Would you set down the data below exactly as shown?
RAW DATA START
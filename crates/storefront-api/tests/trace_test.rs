use std::sync::{
    atomic::{AtomicUsize, Ordering},
    Arc,
};

use axum::{body::Body, http::Request};
use storefront_api::{build_router, AppState};
use storefront_core::StorefrontService;
use storefront_infrastructure::{InMemoryCartRepository, InMemoryOrderRepository};
use storefront_shared::telemetry::DEFAULT_LOG_FILTER;
use tower::ServiceExt;
use tracing::{Event, Subscriber};
use tracing_subscriber::{
    layer::{Context, SubscriberExt},
    EnvFilter, Layer,
};

const FIXTURES: &str = concat!(env!("CARGO_MANIFEST_DIR"), "/tests/fixtures/public");

/// Counts request/response events from the HTTP trace layer.
struct HttpTraceEvents(Arc<AtomicUsize>);

impl<S: Subscriber> Layer<S> for HttpTraceEvents {
    fn on_event(&self, event: &Event<'_>, _ctx: Context<'_, S>) {
        if event.metadata().target().starts_with("tower_http::trace") {
            self.0.fetch_add(1, Ordering::SeqCst);
        }
    }
}

#[tokio::test]
async fn test_requests_are_traced_under_default_filter() {
    let seen = Arc::new(AtomicUsize::new(0));
    let subscriber = tracing_subscriber::registry()
        .with(EnvFilter::new(DEFAULT_LOG_FILTER))
        .with(HttpTraceEvents(seen.clone()));
    let _guard = tracing::subscriber::set_default(subscriber);

    let service = StorefrontService::new(
        Arc::new(InMemoryCartRepository::new()),
        Arc::new(InMemoryOrderRepository::new()),
    );
    let app = build_router(AppState::new(service), FIXTURES);

    let response = app
        .oneshot(Request::builder().uri("/health").body(Body::empty()).unwrap())
        .await
        .unwrap();
    let _ = axum::body::to_bytes(response.into_body(), usize::MAX).await.unwrap();

    // one event when the request starts, one when the response is produced
    assert!(seen.load(Ordering::SeqCst) >= 2);
}
//! ISO-8601 timestamps in the `2026-01-01T00:00:00.000Z` shape clients expect.

use chrono::{DateTime, SecondsFormat, Utc};
use serde::Serializer;

pub fn format_iso(at: &DateTime<Utc>) -> String {
    at.to_rfc3339_opts(SecondsFormat::Millis, true)
}

pub fn now_iso() -> String {
    format_iso(&Utc::now())
}

/// `serialize_with` helper for `DateTime<Utc>` fields.
pub fn serialize_iso<S>(at: &DateTime<Utc>, serializer: S) -> Result<S::Ok, S::Error>
where
    S: Serializer,
{
    serializer.serialize_str(&format_iso(at))
}
//! Cart repository trait (port)

use async_trait::async_trait;
use crate::domain::CartEntry;
use crate::error::DomainError;

/// The single shared cart. Entries keep insertion order.
#[cfg_attr(test, mockall::automock)]
#[async_trait]
pub trait CartRepository: Send + Sync {
    /// Appends an entry and returns the cart as it stands afterwards.
    async fn append(&self, entry: CartEntry) -> Result<Vec<CartEntry>, DomainError>;
    async fn list(&self) -> Result<Vec<CartEntry>, DomainError>;
    async fn clear(&self) -> Result<(), DomainError>;
}
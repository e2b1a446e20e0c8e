//! # Storefront Infrastructure
//! 
//! Process-memory implementations of the storefront repository ports.
//! State lives for the process lifetime and is lost on restart.

pub mod memory;

pub use memory::{InMemoryCartRepository, InMemoryOrderRepository};
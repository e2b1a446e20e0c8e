use storefront_core::StorefrontService;

#[derive(Clone)]
pub struct AppState {
    pub service: StorefrontService,
}

impl AppState {
    pub fn new(service: StorefrontService) -> Self {
        Self { service }
    }
}
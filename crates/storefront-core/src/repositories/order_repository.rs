//! Order repository trait (port)

use async_trait::async_trait;
use crate::domain::{NewOrder, Order};
use crate::error::DomainError;

/// Append-only order log.
#[cfg_attr(test, mockall::automock)]
#[async_trait]
pub trait OrderRepository: Send + Sync {
    /// Assigns the next id, stamps the order, and appends it in one step.
    async fn create(&self, draft: NewOrder) -> Result<Order, DomainError>;
    async fn list(&self) -> Result<Vec<Order>, DomainError>;
}
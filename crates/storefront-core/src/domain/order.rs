// ============================================================================
// Storefront Core - Order Entity
// File: crates/storefront-core/src/domain/order.rs
// Description: Submitted order, immutable after creation
// ============================================================================

use chrono::{DateTime, Utc};
use serde::Serialize;
use serde_json::Number;
use storefront_shared::time::serialize_iso;

use super::CartEntry;

/// Order status. Orders never leave `Pending`.
#[derive(Debug, Clone, Copy, PartialEq, Eq, Default, Serialize)]
#[serde(rename_all = "lowercase")]
pub enum OrderStatus {
    #[default]
    Pending,
}

/// Client-supplied order fields, taken as given.
///
/// `None` means the key was absent, `Some(None)` that it was sent as `null`.
#[derive(Debug, Clone, Default, PartialEq)]
pub struct NewOrder {
    pub customer_name: Option<Option<String>>,
    pub items: Vec<CartEntry>,
    pub total: Option<Option<Number>>,
}

/// Order entity
#[derive(Debug, Clone, PartialEq, Serialize)]
#[serde(rename_all = "camelCase")]
pub struct Order {
    pub id: u64,
    #[serde(skip_serializing_if = "Option::is_none")]
    pub customer_name: Option<Option<String>>,
    pub items: Vec<CartEntry>,
    #[serde(skip_serializing_if = "Option::is_none")]
    pub total: Option<Option<Number>>,
    pub status: OrderStatus,
    #[serde(serialize_with = "serialize_iso")]
    pub timestamp: DateTime<Utc>,
}

impl Order {
    /// Builds a pending order stamped with the current time.
    pub fn place(id: u64, draft: NewOrder) -> Self {
        Self {
            id,
            customer_name: draft.customer_name,
            items: draft.items,
            total: draft.total,
            status: OrderStatus::Pending,
            timestamp: Utc::now(),
        }
    }
}

#[cfg(test)]
mod tests {
    use super::*;
    use chrono::TimeZone;
    use serde_json::{json, Value};

    #[test]
    fn test_place_starts_pending() {
        let order = Order::place(1, NewOrder::default());
        assert_eq!(order.status, OrderStatus::Pending);
        assert_eq!(serde_json::to_value(order.status).unwrap(), json!("pending"));
        assert!(order.items.is_empty());
    }

    #[test]
    fn test_order_wire_shape() {
        let mut order = Order::place(
            7,
            NewOrder {
                customer_name: Some(Some("Alice".to_string())),
                items: vec![CartEntry::from(json!({"id": 1}))],
                total: Some(Number::from_f64(12.99)),
            },
        );
        order.timestamp = Utc.with_ymd_and_hms(2026, 10, 14, 12, 0, 0).unwrap();

        assert_eq!(
            serde_json::to_value(&order).unwrap(),
            json!({
                "id": 7,
                "customerName": "Alice",
                "items": [{"id": 1}],
                "total": 12.99,
                "status": "pending",
                "timestamp": "2026-10-14T12:00:00.000Z"
            })
        );
    }

    #[test]
    fn test_absent_fields_are_omitted() {
        let order = Order::place(1, NewOrder::default());
        let value = serde_json::to_value(&order).unwrap();
        assert!(value.get("customerName").is_none());
        assert!(value.get("total").is_none());
        assert_eq!(value["items"], json!([]));
    }

    #[test]
    fn test_explicit_nulls_are_kept() {
        let order = Order::place(
            1,
            NewOrder {
                customer_name: Some(None),
                total: Some(None),
                ..NewOrder::default()
            },
        );
        let value = serde_json::to_value(&order).unwrap();
        assert_eq!(value.get("customerName"), Some(&Value::Null));
        assert_eq!(value.get("total"), Some(&Value::Null));
    }
}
RAW DATA END
→ **TASK OUTPUT**:
filename crates/storefront-api/tests/trace_test.rs
use std::sync::{
    atomic::{AtomicUsize, Ordering},
    Arc,
};

use axum::{body::Body, http::Request};
use storefront_api::{build_router, AppState};
use storefront_core::StorefrontService;
use storefront_infrastructure::{InMemoryCartRepository, InMemoryOrderRepository};
use storefront_shared::telemetry::DEFAULT_LOG_FILTER;
use tower::ServiceExt;
use tracing::{Event, Subscriber};
use tracing_subscriber::{
    layer::{Context, SubscriberExt},
    EnvFilter, Layer,
};

const FIXTURES: &str = concat!(env!("CARGO_MANIFEST_DIR"), "/tests/fixtures/public");

/// Counts request/response events from the HTTP trace layer.
struct HttpTraceEvents(Arc<AtomicUsize>);

impl<S: Subscriber> Layer<S> for HttpTraceEvents {
    fn on_event(&self, event: &Event<'_>, _ctx: Context<'_, S>) {
        if event.metadata().target().starts_with("tower_http::trace") {
            self.0.fetch_add(1, Ordering::SeqCst);
        }
    }
}

#[tokio::test]
async fn test_requests_are_traced_under_default_filter() {
    let seen = Arc::new(AtomicUsize::new(0));
    let subscriber = tracing_subscriber::registry()
        .with(EnvFilter::new(DEFAULT_LOG_FILTER))
        .with(HttpTraceEvents(seen.clone()));
    let _guard = tracing::subscriber::set_default(subscriber);

    let service = StorefrontService::new(
        Arc::new(InMemoryCartRepository::new()),
        Arc::new(InMemoryOrderRepository::new()),
    );
    let app = build_router(AppState::new(service), FIXTURES);

    let response = app
        .oneshot(Request::builder().uri("/health").body(Body::empty()).unwrap())
        .await
        .unwrap();
    let _ = axum::body::to_bytes(response.into_body(), usize::MAX).await.unwrap();

    // one event when the request starts, one when the response is produced
    assert!(seen.load(Ordering::SeqCst) >= 2);
}
//! ISO-8601 timestamps in the `2026-01-01T00:00:00.000Z` shape clients expect.

use chrono::{DateTime, SecondsFormat, Utc};
use serde::Serializer;

pub fn format_iso(at: &DateTime<Utc>) -> String {
    at.to_rfc3339_opts(SecondsFormat::Millis, true)
}

pub fn now_iso() -> String {
    format_iso(&Utc::now())
}

/// `serialize_with` helper for `DateTime<Utc>` fields.
pub fn serialize_iso<S>(at: &DateTime<Utc>, serializer: S) -> Result<S::Ok, S::Error>
where
    S: Serializer,
{
    serializer.serialize_str(&format_iso(at))
}
//! Cart repository trait (port)

use async_trait::async_trait;
use crate::domain::CartEntry;
use crate::error::DomainError;

/// The single shared cart. Entries keep insertion order.
#[cfg_attr(test, mockall::automock)]
#[async_trait]
pub trait CartRepository: Send + Sync {
    /// Appends an entry and returns the cart as it stands afterwards.
    async fn append(&self, entry: CartEntry) -> Result<Vec<CartEntry>, DomainError>;
    async fn list(&self) -> Result<Vec<CartEntry>, DomainError>;
    async fn clear(&self) -> Result<(), DomainError>;
}
repository e2b1a446e20e0c8e
//! # Storefront Infrastructure
//! 
//! Process-memory implementations of the storefront repository ports.
//! State lives for the process lifetime and is lost on restart.

pub mod memory;

pub use memory::{InMemoryCartRepository, InMemoryOrderRepository};
repository e2b1a446e20e0c8e
use storefront_core::StorefrontService;

#[derive(Clone)]
pub struct AppState {
    pub service: StorefrontService,
}

impl AppState {
    pub fn new(service: StorefrontService) -> Self {
        Self { service }
    }
}
filename crates/storefront-core/src/repositories/order_repository.rs
//! Order repository trait (port)

use async_trait::async_trait;
use crate::domain::{NewOrder, Order};
use crate::error::DomainError;

/// Append-only order log.
#[cfg_attr(test, mockall::automock)]
#[async_trait]
pub trait OrderRepository: Send + Sync {
    /// Assigns the next id, stamps the order, and appends it in one step.
    async fn create(&self, draft: NewOrder) -> Result<Order, DomainError>;
    async fn list(&self) -> Result<Vec<Order>, DomainError>;
}
filename crates/storefront-core/src/domain/order.rs
// ============================================================================
// Storefront Core - Order Entity
// File: crates/storefront-core/src/domain/order.rs
// Description: Submitted order, immutable after creation
// ============================================================================

use chrono::{DateTime, Utc};
use serde::Serialize;
use serde_json::Number;
use storefront_shared::time::serialize_iso;

use super::CartEntry;

/// Order status. Orders never leave `Pending`.
#[derive(Debug, Clone, Copy, PartialEq, Eq, Default, Serialize)]
#[serde(rename_all = "lowercase")]
pub enum OrderStatus {
    #[default]
    Pending,
}

/// Client-supplied order fields, taken as given.
///
/// `None` means the key was absent, `Some(None)` that it was sent as `null`.
#[derive(Debug, Clone, Default, PartialEq)]
pub struct NewOrder {
    pub customer_name: Option<Option<String>>,
    pub items: Vec<CartEntry>,
    pub total: Option<Option<Number>>,
}

/// Order entity
#[derive(Debug, Clone, PartialEq, Serialize)]
#[serde(rename_all = "camelCase")]
pub struct Order {
    pub id: u64,
    #[serde(skip_serializing_if = "Option::is_none")]
    pub customer_name: Option<Option<String>>,
    pub items: Vec<CartEntry>,
    #[serde(skip_serializing_if = "Option::is_none")]
    pub total: Option<Option<Number>>,
    pub status: OrderStatus,
    #[serde(serialize_with = "serialize_iso")]
    pub timestamp: DateTime<Utc>,
}

impl Order {
    /// Builds a pending order stamped with the current time.
    pub fn place(id: u64, draft: NewOrder) -> Self {
        Self {
            id,
            customer_name: draft.customer_name,
            items: draft.items,
            total: draft.total,
            status: OrderStatus::Pending,
            timestamp: Utc::now(),
        }
    }
}

#[cfg(test)]
mod tests {
    use super::*;
    use chrono::TimeZone;
    use serde_json::{json, Value};

    #[test]
    fn test_place_starts_pending() {
        let order = Order::place(1, NewOrder::default());
        assert_eq!(order.status, OrderStatus::Pending);
        assert_eq!(serde_json::to_value(order.status).unwrap(), json!("pending"));
        assert!(order.items.is_empty());
    }

    #[test]
    fn test_order_wire_shape() {
        let mut order = Order::place(
            7,
            NewOrder {
                customer_name: Some(Some("Alice".to_string())),
                items: vec![CartEntry::from(json!({"id": 1}))],
                total: Some(Number::from_f64(12.99)),
            },
        );
        order.timestamp = Utc.with_ymd_and_hms(2026, 10, 14, 12, 0, 0).unwrap();

        assert_eq!(
            serde_json::to_value(&order).unwrap(),
            json!({
                "id": 7,
                "customerName": "Alice",
                "items": [{"id": 1}],
                "total": 12.99,
                "status": "pending",
                "timestamp": "2026-10-14T12:00:00.000Z"
            })
        );
    }

    #[test]
    fn test_absent_fields_are_omitted() {
        let order = Order::place(1, NewOrder::default());
        let value = serde_json::to_value(&order).unwrap();
        assert!(value.get("customerName").is_none());
        assert!(value.get("total").is_none());
        assert_eq!(value["items"], json!([]));
    }

    #[test]
    fn test_explicit_nulls_are_kept() {
        let order = Order::place(
            1,
            NewOrder {
                customer_name: Some(None),
                total: Some(None),
                ..NewOrder::default()
            },
        );
        let value = serde_json::to_value(&order).unwrap();
        assert_eq!(value.get("customerName"), Some(&Value::Null));
        assert_eq!(value.get("total"), Some(&Value::Null));
    }
}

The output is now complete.